** Recorded information follows **
//! Development-time tracing.
//!
//! Diagnostics go to stderr and are controlled by `RUST_LOG`. Command output
//! (diffs, serialized state) goes to stdout and is unaffected.

use tracing_subscriber::{EnvFilter, fmt, layer::SubscriberExt, util::SubscriberInitExt};

/// Initialize the tracing subscriber.
///
/// Reads `RUST_LOG`. Defaults to `warn` if unset.
/// Output: stderr, compact format.
///
/// # Example
/// ```bash
/// RUST_LOG=search_sync=debug search-sync diff --saved saved.json --current current.json
/// ```
pub fn init() {
    let filter = EnvFilter::try_from_default_env().unwrap_or_else(|_| EnvFilter::new("warn"));

    // A second init (e.g. from tests) keeps the first subscriber.
    let _ = tracing_subscriber::registry()
        .with(filter)
        .with(fmt::layer().with_writer(std::io::stderr).compact())
        .try_init();
}
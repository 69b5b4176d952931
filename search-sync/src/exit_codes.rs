//! Stable exit codes for `search-sync` commands.

/// Command succeeded; for `diff`, the state is clean.
pub const OK: i32 = 0;
/// Invalid config, unreadable state file, or any other error.
pub const INVALID: i32 = 1;
/// `search-sync diff` found unsaved changes.
pub const DIRTY: i32 = 2;
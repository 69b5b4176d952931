//! Search state snapshots stored as JSON files.

use std::fs;
use std::path::Path;

use anyhow::{Context, Result};
use tracing::debug;

use crate::core::types::SearchState;

/// Load a search state snapshot.
pub fn load_state(path: &Path) -> Result<SearchState> {
    debug!(path = %path.display(), "loading search state");
    let contents =
        fs::read_to_string(path).with_context(|| format!("read state {}", path.display()))?;
    let state: SearchState = serde_json::from_str(&contents)
        .with_context(|| format!("parse state {}", path.display()))?;
    debug!(
        filters = state.filters.as_ref().map_or(0, Vec::len),
        time_restore = ?state.time_restore,
        "search state loaded"
    );
    Ok(state)
}

/// Atomically write a search state snapshot (temp file + rename).
pub fn write_state(path: &Path, state: &SearchState) -> Result<()> {
    debug!(path = %path.display(), "writing search state");
    let mut buf = serde_json::to_string_pretty(state).context("serialize search state")?;
    buf.push('\n');
    super::write_atomic(path, &buf)
}
//! Unsaved-change detection.

use std::sync::Arc;

use futures::StreamExt;
use futures::stream::BoxStream;
use tokio::sync::watch;
use tracing::trace;

use crate::core::compare::{StateDiff, diff_state};
use crate::core::types::{ComparableState, SearchState};
use crate::reactive::{Debouncer, change_stream, merge_changes};

use super::{SearchCells, Shared};

enum Step {
    Sampled,
    SavedChanged,
    Idle,
    Done,
}

fn sample(cells: &SearchCells) -> ComparableState {
    ComparableState {
        filters: cells.local_filters.get(),
        query: cells.query.get(),
        refresh_interval: cells.refresh_interval.get(),
        time_range: cells.time_range.get(),
    }
}

/// Diffs of the live state against `last_saved`.
///
/// Nothing is emitted until the live state has been sampled once, after the
/// first quiet period.
pub(super) fn diff_stream(
    shared: Arc<Shared>,
    mut last_saved: watch::Receiver<SearchState>,
) -> BoxStream<'static, StateDiff> {
    let cells = &shared.cells;
    let changes = merge_changes([
        change_stream(cells.local_filters.subscribe()),
        change_stream(cells.query.subscribe()),
        change_stream(cells.refresh_interval.subscribe()),
        change_stream(cells.time_range.subscribe()),
    ]);
    let quiet = shared.comparison_debounce;

    async_stream::stream! {
        let mut changes = changes;
        let mut debouncer = Debouncer::armed(quiet);
        let mut latest: Option<ComparableState> = None;
        let mut saved_open = true;
        loop {
            let step = tokio::select! {
                () = debouncer.fired() => Step::Sampled,
                next = changes.next() => match next {
                    Some(()) => {
                        debouncer.poke();
                        Step::Idle
                    }
                    None => Step::Done,
                },
                changed = last_saved.changed(), if saved_open => match changed {
                    Ok(()) => Step::SavedChanged,
                    Err(_) => {
                        saved_open = false;
                        Step::Idle
                    }
                },
            };
            match step {
                Step::Sampled => latest = Some(sample(&shared.cells)),
                Step::SavedChanged if latest.is_some() => {}
                Step::SavedChanged | Step::Idle => continue,
                Step::Done => break,
            }
            if let Some(state) = &latest {
                let saved = last_saved.borrow_and_update().clone();
                let diff = diff_state(&saved, state, shared.time_restore());
                trace!(changed = ?diff.changed_fields(), "compared with last saved state");
                yield diff;
            }
        }
    }
    .boxed()
}

#[cfg(test)]
mod tests {
    use super::*;
    use crate::core::filters::{Filter, FilterMeta};
    use crate::core::types::{Query, TimeRange};
    use crate::io::config::SearchSyncConfig;
    use crate::manager::{CreationOptions, ManagerInputs, SearchManager};
    use crate::reactive::Pulse;
    use crate::services::SearchServices;
    use crate::services::memory::{MemoryQueryService, MemoryTimeFilter};
    use std::time::Duration;
    use tokio::time::Instant;

    fn saved(time_restore: bool) -> SearchState {
        SearchState {
            filters: Some(Vec::new()),
            query: Some(Query::new("", "kuery")),
            refresh_interval: None,
            time_range: Some(TimeRange::new("now-15m", "now")),
            time_restore: Some(time_restore),
        }
    }

    fn manager(initial: SearchState, time_restore: bool) -> SearchManager {
        let cfg = SearchSyncConfig::default();
        let (_cg_tx, control_group) = watch::channel(None);
        let (_tr_tx, time_restore) = watch::channel(Some(time_restore));
        let inputs = ManagerInputs {
            initial_state: initial,
            control_group,
            time_restore,
            panels_loaded: Pulse::new(),
            last_saved_state: Arc::new(|| None::<SearchState>),
            services: SearchServices {
                time_filter: Arc::new(MemoryTimeFilter::from_config(&cfg)),
                query: Arc::new(MemoryQueryService::from_config(&cfg)),
            },
            options: Some(CreationOptions::default()),
        };
        SearchManager::initialize(inputs, &cfg)
    }

    #[tokio::test(start_paused = true)]
    async fn first_diff_arrives_after_quiet_period() {
        let manager = manager(saved(false), false);
        let (_tx, rx) = watch::channel(saved(false));
        let start = Instant::now();
        let mut diffs = manager.internal_api().start_comparing(rx);

        let diff = diffs.next().await.expect("diff");
        assert!(!diff.is_dirty());
        assert!(start.elapsed() >= Duration::from_millis(100));
    }

    #[tokio::test(start_paused = true)]
    async fn burst_of_changes_is_compared_once() {
        let manager = manager(saved(false), false);
        let (_tx, rx) = watch::channel(saved(false));
        let mut diffs = manager.internal_api().start_comparing(rx);
        assert!(!diffs.next().await.expect("initial").is_dirty());

        let api = manager.api();
        api.set_query(Query::new("a", "kuery"));
        tokio::time::sleep(Duration::from_millis(50)).await;
        api.set_query(Query::new("ab", "kuery"));

        let diff = diffs.next().await.expect("diff");
        assert_eq!(diff.changed_fields(), vec!["query"]);
    }

    #[tokio::test(start_paused = true)]
    async fn time_range_counts_only_with_time_restore() {
        for (time_restore, dirty) in [(false, false), (true, true)] {
            let manager = manager(saved(time_restore), time_restore);
            let (_tx, rx) = watch::channel(saved(time_restore));
            let mut diffs = manager.internal_api().start_comparing(rx);
            assert!(!diffs.next().await.expect("initial").is_dirty());

            manager
                .api()
                .set_time_range(Some(TimeRange::new("now-7d", "now")));
            let diff = diffs.next().await.expect("diff");
            assert_eq!(diff.time_range, dirty, "time_restore={time_restore}");
        }
    }

    #[tokio::test(start_paused = true)]
    async fn saved_state_change_is_compared_immediately() {
        let manager = manager(saved(false), false);
        let (tx, rx) = watch::channel(saved(false));
        let mut diffs = manager.internal_api().start_comparing(rx);
        assert!(!diffs.next().await.expect("initial").is_dirty());

        let pinned_only_change = SearchState {
            filters: Some(vec![
                Filter {
                    meta: FilterMeta {
                        key: Some("env".to_string()),
                        ..FilterMeta::default()
                    },
                    ..Filter::default()
                }
                .pin(),
            ]),
            ..saved(false)
        };
        let before = Instant::now();
        tx.send_replace(pinned_only_change);
        let diff = diffs.next().await.expect("diff");
        assert!(!diff.is_dirty());
        assert!(before.elapsed() < Duration::from_millis(100));
    }
}
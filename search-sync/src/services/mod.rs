//! Collaborators the synchronizer talks to.
//!
//! Every collaborator is a trait object handed to the synchronizer explicitly
//! (see [`SearchServices`]); there is no ambient lookup. [`memory`] holds
//! in-process implementations used by tests and the CLI.

pub mod memory;

use std::sync::Arc;

use serde_json::Value;
use tokio::sync::{broadcast, mpsc, oneshot, watch};
use tracing::warn;

use crate::core::filters::Filter;
use crate::core::types::{
    EsqlVariable, GlobalQueryState, Query, RefreshInterval, TimeRange, TimeSlice,
};

/// Completion handle carried by an auto-refresh firing.
///
/// Call [`AutoRefreshDone::complete`] once the refresh cycle finished.
/// Dropping the handle without completing abandons the cycle.
#[derive(Debug)]
pub struct AutoRefreshDone {
    tx: Option<oneshot::Sender<()>>,
}

impl AutoRefreshDone {
    pub fn new() -> (Self, oneshot::Receiver<()>) {
        let (tx, rx) = oneshot::channel();
        (Self { tx: Some(tx) }, rx)
    }

    pub fn complete(mut self) {
        if let Some(tx) = self.tx.take() {
            // The service may have stopped waiting; nothing to do then.
            let _ = tx.send(());
        }
    }
}

/// Global time picker state.
pub trait TimeFilterService: Send + Sync {
    fn time(&self) -> TimeRange;
    fn set_time(&self, time: TimeRange);
    fn time_defaults(&self) -> TimeRange;
    fn refresh_interval(&self) -> RefreshInterval;
    fn set_refresh_interval(&self, interval: RefreshInterval);
    fn refresh_interval_defaults(&self) -> RefreshInterval;
    /// Fires after the time changed.
    fn time_updates(&self) -> broadcast::Receiver<()>;
    /// Fires after the refresh interval changed.
    fn refresh_interval_updates(&self) -> broadcast::Receiver<()>;
    /// One handle per auto-refresh tick for this subscriber.
    fn auto_refresh_fetches(&self) -> mpsc::UnboundedReceiver<AutoRefreshDone>;
}

/// Shared query bar and filter bar state.
pub trait QueryService: Send + Sync {
    fn default_query(&self) -> Query;
    fn query(&self) -> Query;
    fn set_query(&self, query: Query);
    /// Pinned filters followed by app filters.
    fn filters(&self) -> Vec<Filter>;
    fn app_filters(&self) -> Vec<Filter>;
    /// Replace all filters; pinned ones go to the global store.
    fn set_filters(&self, filters: Vec<Filter>);
    fn set_app_filters(&self, filters: Vec<Filter>);
    /// Fires after the query or any filter changed.
    fn updates(&self) -> broadcast::Receiver<()>;
}

/// Key/value state persisted in the page URL.
pub trait UrlStateStorage: Send + Sync {
    fn get(&self, key: &str) -> Option<Value>;
    /// Write without raising a change notification.
    fn set(&self, key: &str, value: Value);
    /// Keys changed by navigation outside this process.
    fn changes(&self) -> broadcast::Receiver<String>;
}

/// External component contributing filters, a time slice, and ES|QL variables.
pub trait ControlGroupApi: Send + Sync {
    fn filters(&self) -> watch::Receiver<Option<Vec<Filter>>>;
    fn time_slice(&self) -> watch::Receiver<Option<TimeSlice>>;
    fn esql_variables(&self) -> watch::Receiver<Vec<EsqlVariable>>;
}

/// Service handles passed to the synchronizer.
#[derive(Clone)]
pub struct SearchServices {
    pub time_filter: Arc<dyn TimeFilterService>,
    pub query: Arc<dyn QueryService>,
}

/// Decode the global state stored under `key`.
///
/// A malformed payload is treated as absent.
pub fn global_query_state(storage: &dyn UrlStateStorage, key: &str) -> Option<GlobalQueryState> {
    let raw = storage.get(key)?;
    match serde_json::from_value(raw) {
        Ok(state) => Some(state),
        Err(err) => {
            warn!(key = %key, error = %err, "ignoring malformed global url state");
            None
        }
    }
}
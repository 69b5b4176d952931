//! Mirror of global query state (time, refresh interval, pinned filters)
//! between the services and the URL.

use std::sync::atomic::{AtomicBool, Ordering};
use std::sync::{Arc, Mutex, PoisonError};

use serde_json::Value;
use tokio::sync::broadcast;
use tracing::{debug, warn};

use crate::core::filters::{Filter, compare_filters, pinned_only, strip_pinned};
use crate::core::types::{GlobalQueryState, RefreshInterval, TimeRange};
use crate::reactive::Subscription;
use crate::services::{SearchServices, UrlStateStorage, global_query_state};

/// Running URL sync. Both directions write only on difference, so a pull
/// followed by the resulting service notification never writes back.
pub struct GlobalUrlSync {
    services: SearchServices,
    storage: Arc<dyn UrlStateStorage>,
    key: String,
    stopped: AtomicBool,
    task: Mutex<Option<Subscription>>,
    overrides: Mutex<UrlOverrides>,
}

/// Values the URL applied to the services, as opposed to values mirrored
/// into the URL from them.
#[derive(Debug, Default)]
struct UrlOverrides {
    time: Option<TimeRange>,
    refresh_interval: Option<RefreshInterval>,
}

impl GlobalUrlSync {
    /// Apply URL state to the services, write the merged result back, and keep
    /// both in sync until [`GlobalUrlSync::stop`].
    pub fn start(
        services: SearchServices,
        storage: Arc<dyn UrlStateStorage>,
        key: impl Into<String>,
    ) -> Arc<Self> {
        let sync = Arc::new(Self {
            services,
            storage,
            key: key.into(),
            stopped: AtomicBool::new(false),
            task: Mutex::new(None),
            overrides: Mutex::new(UrlOverrides::default()),
        });
        sync.pull_from_url();
        sync.push_to_url();

        let mut url_changes = sync.storage.changes();
        let mut time_updates = sync.services.time_filter.time_updates();
        let mut refresh_updates = sync.services.time_filter.refresh_interval_updates();
        let mut query_updates = sync.services.query.updates();
        let worker = Arc::clone(&sync);
        let task = Subscription::spawn(async move {
            loop {
                tokio::select! {
                    changed = url_changes.recv() => match changed {
                        Ok(key) if key == worker.key => worker.pull_from_url(),
                        Ok(_) => {}
                        Err(broadcast::error::RecvError::Lagged(_)) => worker.pull_from_url(),
                        Err(broadcast::error::RecvError::Closed) => break,
                    },
                    update = time_updates.recv() => {
                        if is_closed(&update) { break; }
                        worker.push_to_url();
                    }
                    update = refresh_updates.recv() => {
                        if is_closed(&update) { break; }
                        worker.push_to_url();
                    }
                    update = query_updates.recv() => {
                        if is_closed(&update) { break; }
                        worker.push_to_url();
                    }
                }
            }
        });
        *sync.task.lock().unwrap_or_else(PoisonError::into_inner) = Some(task);
        debug!(key = %sync.key, "global url sync started");
        sync
    }

    pub fn is_stopped(&self) -> bool {
        self.stopped.load(Ordering::SeqCst)
    }

    /// Time taken from the URL, as long as the time filter still holds it.
    ///
    /// Once the time filter moves elsewhere the override is dropped for good.
    pub fn time_override(&self) -> Option<TimeRange> {
        let current = self.services.time_filter.time();
        let mut overrides = self.lock_overrides();
        if overrides.time.as_ref() != Some(&current) {
            overrides.time = None;
        }
        overrides.time.clone()
    }

    /// Refresh interval taken from the URL, as long as the time filter still
    /// holds it.
    pub fn refresh_interval_override(&self) -> Option<RefreshInterval> {
        let current = self.services.time_filter.refresh_interval();
        let mut overrides = self.lock_overrides();
        if overrides.refresh_interval != Some(current) {
            overrides.refresh_interval = None;
        }
        overrides.refresh_interval
    }

    fn lock_overrides(&self) -> std::sync::MutexGuard<'_, UrlOverrides> {
        self.overrides.lock().unwrap_or_else(PoisonError::into_inner)
    }

    /// Write the services' global state to the URL if it differs.
    pub fn push_to_url(&self) {
        if self.is_stopped() {
            return;
        }
        let next = GlobalQueryState {
            time: Some(self.services.time_filter.time()),
            refresh_interval: Some(self.services.time_filter.refresh_interval()),
            filters: Some(pinned_only(&self.services.query.filters())),
        };
        let current = global_query_state(self.storage.as_ref(), &self.key).unwrap_or_default();
        if same_global_state(&current, &next) {
            return;
        }
        let mut merged = match self.storage.get(&self.key) {
            Some(Value::Object(map)) => map,
            _ => serde_json::Map::new(),
        };
        match serde_json::to_value(&next) {
            Ok(Value::Object(fields)) => merged.extend(fields),
            Ok(_) => return,
            Err(err) => {
                warn!(error = %err, "failed to encode global url state");
                return;
            }
        }
        debug!(key = %self.key, "writing global state to url");
        self.storage.set(&self.key, Value::Object(merged));
    }

    /// Apply the URL's global state to the services where it differs.
    pub fn pull_from_url(&self) {
        if self.is_stopped() {
            return;
        }
        let Some(state) = global_query_state(self.storage.as_ref(), &self.key) else {
            return;
        };
        {
            let mut overrides = self.lock_overrides();
            overrides.time = state.time.clone();
            overrides.refresh_interval = state.refresh_interval;
        }
        let time_filter = &self.services.time_filter;
        if let Some(time) = state.time
            && time != time_filter.time()
        {
            debug!(from = %time.from, to = %time.to, "applying url time to time filter");
            time_filter.set_time(time);
        }
        if let Some(interval) = state.refresh_interval
            && interval != time_filter.refresh_interval()
        {
            time_filter.set_refresh_interval(interval);
        }
        if let Some(filters) = state.filters {
            let query = &self.services.query;
            let current = query.filters();
            let url_pinned: Vec<Filter> = filters.into_iter().map(Filter::pin).collect();
            if !compare_filters(&url_pinned, &pinned_only(&current)) {
                let mut next = url_pinned;
                next.extend(strip_pinned(&current));
                query.set_filters(next);
            }
        }
    }

    /// Stop syncing. Later calls are no-ops.
    pub fn stop(&self) {
        if self.stopped.swap(true, Ordering::SeqCst) {
            return;
        }
        let task = self
            .task
            .lock()
            .unwrap_or_else(PoisonError::into_inner)
            .take();
        drop(task);
        debug!(key = %self.key, "global url sync stopped");
    }
}

fn is_closed(update: &Result<(), broadcast::error::RecvError>) -> bool {
    matches!(update, Err(broadcast::error::RecvError::Closed))
}

fn same_global_state(a: &GlobalQueryState, b: &GlobalQueryState) -> bool {
    let filters_equal = compare_filters(
        a.filters.as_deref().unwrap_or_default(),
        b.filters.as_deref().unwrap_or_default(),
    );
    a.time == b.time && a.refresh_interval == b.refresh_interval && filters_equal
}

#[cfg(test)]
mod tests {
    use super::*;
    use crate::core::filters::FilterMeta;
    use crate::core::types::{RefreshInterval, TimeRange};
    use crate::io::config::SearchSyncConfig;
    use crate::services::memory::{MemoryQueryService, MemoryTimeFilter, MemoryUrlStorage};
    use crate::services::{QueryService, TimeFilterService};
    use serde_json::json;
    use std::time::Duration;

    struct Fixture {
        time_filter: Arc<MemoryTimeFilter>,
        query: Arc<MemoryQueryService>,
        storage: Arc<MemoryUrlStorage>,
    }

    impl Fixture {
        fn new() -> Self {
            let cfg = SearchSyncConfig::default();
            Self {
                time_filter: Arc::new(MemoryTimeFilter::from_config(&cfg)),
                query: Arc::new(MemoryQueryService::from_config(&cfg)),
                storage: Arc::new(MemoryUrlStorage::new()),
            }
        }

        fn start(&self) -> Arc<GlobalUrlSync> {
            let services = SearchServices {
                time_filter: self.time_filter.clone(),
                query: self.query.clone(),
            };
            GlobalUrlSync::start(services, self.storage.clone(), "_g")
        }

        fn url_state(&self) -> GlobalQueryState {
            global_query_state(self.storage.as_ref(), "_g").expect("url state")
        }
    }

    async fn settle() {
        tokio::time::sleep(Duration::from_millis(1)).await;
    }

    #[tokio::test(start_paused = true)]
    async fn start_applies_url_then_writes_back() {
        let fx = Fixture::new();
        fx.storage.set(
            "_g",
            json!({ "time": { "from": "now-1h", "to": "now" }, "viewMode": "edit" }),
        );
        let _sync = fx.start();

        assert_eq!(fx.time_filter.time(), TimeRange::new("now-1h", "now"));
        let raw = fx.storage.get("_g").expect("written");
        assert_eq!(raw["viewMode"], "edit");
        assert_eq!(
            fx.url_state().refresh_interval,
            Some(fx.time_filter.refresh_interval())
        );
    }

    #[tokio::test(start_paused = true)]
    async fn service_changes_are_mirrored_into_url() {
        let fx = Fixture::new();
        let _sync = fx.start();

        fx.time_filter.set_time(TimeRange::new("now-7d", "now"));
        fx.time_filter.set_refresh_interval(RefreshInterval {
            pause: false,
            value: 10_000,
        });
        let pinned = Filter {
            meta: FilterMeta {
                key: Some("env".to_string()),
                ..FilterMeta::default()
            },
            ..Filter::default()
        }
        .pin();
        fx.query.set_filters(vec![pinned.clone(), Filter::default()]);
        settle().await;

        let url = fx.url_state();
        assert_eq!(url.time, Some(TimeRange::new("now-7d", "now")));
        assert_eq!(url.refresh_interval.map(|r| r.value), Some(10_000));
        assert_eq!(url.filters, Some(vec![pinned]));
    }

    #[tokio::test(start_paused = true)]
    async fn navigation_updates_services() {
        let fx = Fixture::new();
        let _sync = fx.start();

        fx.storage.navigate(
            "_g",
            json!({ "time": { "from": "now-30d", "to": "now" },
                    "filters": [{ "meta": { "key": "env" } }] }),
        );
        settle().await;

        assert_eq!(fx.time_filter.time(), TimeRange::new("now-30d", "now"));
        let global = fx.query.global_filters();
        assert_eq!(global.len(), 1);
        assert!(global[0].is_pinned());
    }

    #[tokio::test(start_paused = true)]
    async fn url_override_lasts_until_time_filter_moves() {
        let fx = Fixture::new();
        let sync = fx.start();
        assert_eq!(sync.time_override(), None);

        fx.storage.navigate(
            "_g",
            json!({ "time": { "from": "now-30d", "to": "now" },
                    "refreshInterval": { "pause": false, "value": 5000 } }),
        );
        settle().await;
        assert_eq!(sync.time_override(), Some(TimeRange::new("now-30d", "now")));
        assert_eq!(sync.refresh_interval_override().map(|r| r.value), Some(5_000));

        // Mirroring a picker change into the URL does not make it an override.
        fx.time_filter.set_time(TimeRange::new("now-2h", "now"));
        settle().await;
        assert_eq!(fx.url_state().time, Some(TimeRange::new("now-2h", "now")));
        assert_eq!(sync.time_override(), None);
        assert_eq!(sync.refresh_interval_override().map(|r| r.value), Some(5_000));

        fx.time_filter.set_time(TimeRange::new("now-30d", "now"));
        assert_eq!(sync.time_override(), None);
    }

    #[tokio::test(start_paused = true)]
    async fn stop_is_idempotent_and_freezes_url() {
        let fx = Fixture::new();
        let sync = fx.start();
        sync.stop();
        sync.stop();
        assert!(sync.is_stopped());

        fx.time_filter.set_time(TimeRange::new("now-2d", "now"));
        settle().await;
        assert_eq!(fx.url_state().time, Some(TimeRange::new("now-15m", "now")));
    }
}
** End of Recorded information **
* **About this task**
Precisely reproduce the lines of the entries, beginning at the first and ending at the one containing "filename search-sync/src/exit_codes.rs". Add nothing.

* **Task result**
//! Development-time tracing.
//!
//! Diagnostics go to stderr and are controlled by `RUST_LOG`. Command output
//! (diffs, serialized state) goes to stdout and is unaffected.

use tracing_subscriber::{EnvFilter, fmt, layer::SubscriberExt, util::SubscriberInitExt};

/// Initialize the tracing subscriber.
///
/// Reads `RUST_LOG`. Defaults to `warn` if unset.
/// Output: stderr, compact format.
///
/// # Example
/// ```bash
/// RUST_LOG=search_sync=debug search-sync diff --saved saved.json --current current.json
/// ```
pub fn init() {
    let filter = EnvFilter::try_from_default_env().unwrap_or_else(|_| EnvFilter::new("warn"));

    // A second init (e.g. from tests) keeps the first subscriber.
    let _ = tracing_subscriber::registry()
        .with(filter)
        .with(fmt::layer().with_writer(std::io::stderr).compact())
        .try_init();
}
repository 69b5b4176d952931
filename search-sync/src/exit_codes.rs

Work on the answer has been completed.